Mitch Arends has been working from 4:30 a.m. until midnight for weeks.
"I think it's natural for someone in manufacturing to work a lot of long hours. It's kind of in our DNA ...but over the last couple of weeks, it's kind of amped up," Arends told Food Dive.
As the senior vice president of operations and manufacturing for Kraft Heinz, Arends always has a big job. In his position, he oversees the company's 39 manufacturing facilities nationwide, as well as the 19,000 employees who work in them. But as Kraft Heinz works around the clock to make the products that Americans are buying to sustain themselves while staying at home because of the threat of coronavirus, the job has taken on a new dimension.

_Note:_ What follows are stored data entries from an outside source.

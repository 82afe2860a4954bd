use std::{
    fmt,
    str::FromStr,
    sync::{
        atomic::{AtomicU32, Ordering},
        OnceLock,
    },
};

use chrono::{DateTime, Utc};
use serde::{Deserialize, Serialize};
use thiserror::Error;

const ID_LEN: usize = 12;

static PROCESS_UNIQUE: OnceLock<[u8; 5]> = OnceLock::new();
static COUNTER: OnceLock<AtomicU32> = OnceLock::new();

/// Store-assigned identifier of a job post.
///
/// Twelve bytes rendered as 24 lowercase hex characters: a big-endian
/// creation timestamp (seconds), five bytes unique to this process and a
/// three byte wrapping counter.
#[derive(Debug, Clone, Copy, PartialEq, Eq, Hash, Serialize, Deserialize)]
#[serde(into = "String", try_from = "String")]
pub struct JobPostId([u8; ID_LEN]);

impl JobPostId {
    /// Generates a fresh identifier stamped with the current time.
    pub fn generate() -> Self {
        Self::generate_at(Utc::now())
    }

    /// Generates an identifier stamped with `now`.
    pub fn generate_at(now: DateTime<Utc>) -> Self {
        let process = PROCESS_UNIQUE.get_or_init(rand::random::<[u8; 5]>);
        let counter = COUNTER
            .get_or_init(|| AtomicU32::new(rand::random::<u32>()))
            .fetch_add(1, Ordering::Relaxed);

        let mut bytes = [0u8; ID_LEN];
        bytes[..4].copy_from_slice(&(now.timestamp() as u32).to_be_bytes());
        bytes[4..9].copy_from_slice(process);
        bytes[9..].copy_from_slice(&counter.to_be_bytes()[1..]);
        Self(bytes)
    }

    /// Seconds since the Unix epoch embedded in the identifier.
    pub fn timestamp(&self) -> u32 {
        u32::from_be_bytes([self.0[0], self.0[1], self.0[2], self.0[3]])
    }

    pub fn to_hex(&self) -> String {
        hex::encode(self.0)
    }
}

impl fmt::Display for JobPostId {
    fn fmt(&self, f: &mut fmt::Formatter<'_>) -> fmt::Result {
        f.write_str(&self.to_hex())
    }
}

impl FromStr for JobPostId {
    type Err = InvalidJobPostId;

    fn from_str(value: &str) -> Result<Self, Self::Err> {
        if value.len() != ID_LEN * 2 {
            return Err(InvalidJobPostId(value.to_string()));
        }
        let mut bytes = [0u8; ID_LEN];
        hex::decode_to_slice(value, &mut bytes).map_err(|_| InvalidJobPostId(value.to_string()))?;
        Ok(Self(bytes))
    }
}

impl From<JobPostId> for String {
    fn from(value: JobPostId) -> Self {
        value.to_hex()
    }
}

impl TryFrom<String> for JobPostId {
    type Error = InvalidJobPostId;

    fn try_from(value: String) -> Result<Self, Self::Error> {
        value.parse()
    }
}

/// Raised when a value cannot be interpreted as a [`JobPostId`].
#[derive(Debug, Clone, PartialEq, Eq, Error)]
#[error("cast to id failed for value \"{0}\": expected a 24 character hex string")]
pub struct InvalidJobPostId(pub String);
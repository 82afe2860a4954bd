use axum::extract::FromRequest;

use crate::problem::ProblemResponse;

/// `Json` extractor whose rejections are all answered with a 400 problem body.
#[derive(Debug, FromRequest)]
#[from_request(via(axum::Json), rejection(ProblemResponse))]
pub struct JsonBody<T>(pub T);
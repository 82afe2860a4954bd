use std::{env, fmt, net::SocketAddr};

use super::{database_url, server_bind_address};

/// Application runtime environment.
#[derive(Debug, Clone, Copy, PartialEq, Eq)]
pub enum Environment {
    Development,
    Production,
    Test,
}

impl Environment {
    fn from_str(value: &str) -> Result<Self, ConfigError> {
        match value {
            "development" | "dev" => Ok(Self::Development),
            "production" | "prod" => Ok(Self::Production),
            "test" => Ok(Self::Test),
            other => Err(ConfigError::InvalidEnvironment(other.to_string())),
        }
    }

    /// Returns `true` when store error details must not reach API clients.
    pub fn redacts_errors(self) -> bool {
        matches!(self, Self::Production)
    }

    /// Returns the canonical name used for logging/metrics labels.
    pub fn as_str(self) -> &'static str {
        match self {
            Self::Development => "development",
            Self::Production => "production",
            Self::Test => "test",
        }
    }
}

/// Runtime configuration resolved from environment variables.
#[derive(Debug, Clone)]
pub struct AppConfig {
    pub bind_addr: SocketAddr,
    pub environment: Environment,
    pub database_url: String,
}

impl AppConfig {
    /// Constructs the configuration by reading and validating environment variables.
    pub fn from_env() -> Result<Self, ConfigError> {
        let env_value = env::var("APP_ENV").unwrap_or_else(|_| "development".to_string());
        let environment = Environment::from_str(&env_value)?;
        let bind_addr = server_bind_address().map_err(ConfigError::BindAddress)?;

        Ok(Self {
            bind_addr,
            environment,
            database_url: database_url(),
        })
    }
}

/// Errors that can occur during configuration loading.
#[derive(Debug)]
pub enum ConfigError {
    InvalidEnvironment(String),
    BindAddress(std::net::AddrParseError),
}

impl fmt::Display for ConfigError {
    fn fmt(&self, f: &mut fmt::Formatter<'_>) -> fmt::Result {
        match self {
            Self::InvalidEnvironment(value) => write!(
                f,
                "APP_ENV must be one of 'development', 'production', or 'test' (got {value})"
            ),
            Self::BindAddress(err) => write!(f, "invalid APP_BIND_ADDR value: {err}"),
        }
    }
}

impl std::error::Error for ConfigError {}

All of the company's U.S. factories are currently operating 24 hours a day, seven days a week to produce the Kraft Macaroni & Cheese, Philadelphia Cream Cheese, Heinz Ketchup, Maxwell House coffee and Oscar Mayer hot dogs that are filling millions of pantries and freezers. Arends said that the company sometimes operates on this kind of schedule to meet seasonal demands, but it's never been quite like this. And the demand has been pretty consistent across Kraft Heinz's portfolio.
Arends said there is no question that Kraft Heinz will be able to consistently meet demand, even as sales climb exponentially. There have, as of yet, been no issues with the company's ingredients or supply chain.
"I would say at this point, we are prepared to continue to make product exactly as we are today for the foreseeable future," he said. "I can't imagine a situation that would change that."
In fact, as the pandemic has raged, Kraft Heinz has improved efficiency and production levels exponentially, Arends said. In late March, CEO Miguel Patricio visited a Davenport, Iowa plant where Oscar Mayer cold cuts are made. The plant, which opened two years ago, was built to be modern and efficient. For the last three weeks, Arends said, the plant has produced record outputs. And it isn't just that one factory. Arends said about half a dozen plants have consistently hit their highest output levels ever.
Beyond efficiency improvements — which has been a major goal of Patricio's since before the outbreak as he has been trying to improve Kraft Heinz's business outlook — employees are seeing themselves as a major part in the country's health and welfare at this time. Arends said that employee attendance has also been among the best in the last several weeks.
Our factory in Mason, Ohio was running strong till almost midnight yesterday ???????? look at these heroes working hard to give America and Canada their favorite portion size sauces! #WeGotYouAmerica pic.twitter.com/AKfnBWt0qA— Kraft Heinz Company (@KraftHeinzCo) March 19, 2020
"From a manufacturing standpoint, our employees in this moment have stepped up to the plate and have gone above and beyond in delivering everything not only that the organization has asked, but really the country has asked," Arends said.
Employees and the company itself are showing this dedication on social media featuring posts with the hashtag #WegotyouAmerica. Arends said this started as an internal initiative from an employee who wanted to show the world that the company has been working hard.
As for worker health during the outbreak, Arends said most of the plants are already configured so that employees maintain distances. All plant personnel — and the factories on the whole — are kept extremely clean due to FDA mandates. The only places where employees may come into closer-than-recommended personal contact are in non-manufacturing areas like cafeterias and breakrooms. Arends said they've been modified to show acceptable distances between people, like marks on tables to keep employees six feet apart.
Arends, who represents the fifth generation of a family in the food industry, said it's been amazing to see how everything at Kraft Heinz has been working to feed America at this time. The company is ready and able to continue to work around the clock to fill refrigerators and pantries with Planters peanuts, Capri-Sun pouches and Lunchables as long as it needs to.
"The healthcare workers are the true frontline, but our employees are right behind them," Arends said. "They take every day with pride, going in and making products to make sure the food supply continues. So [I'm] very proud of every one of them and I can't say enough in admiration about them."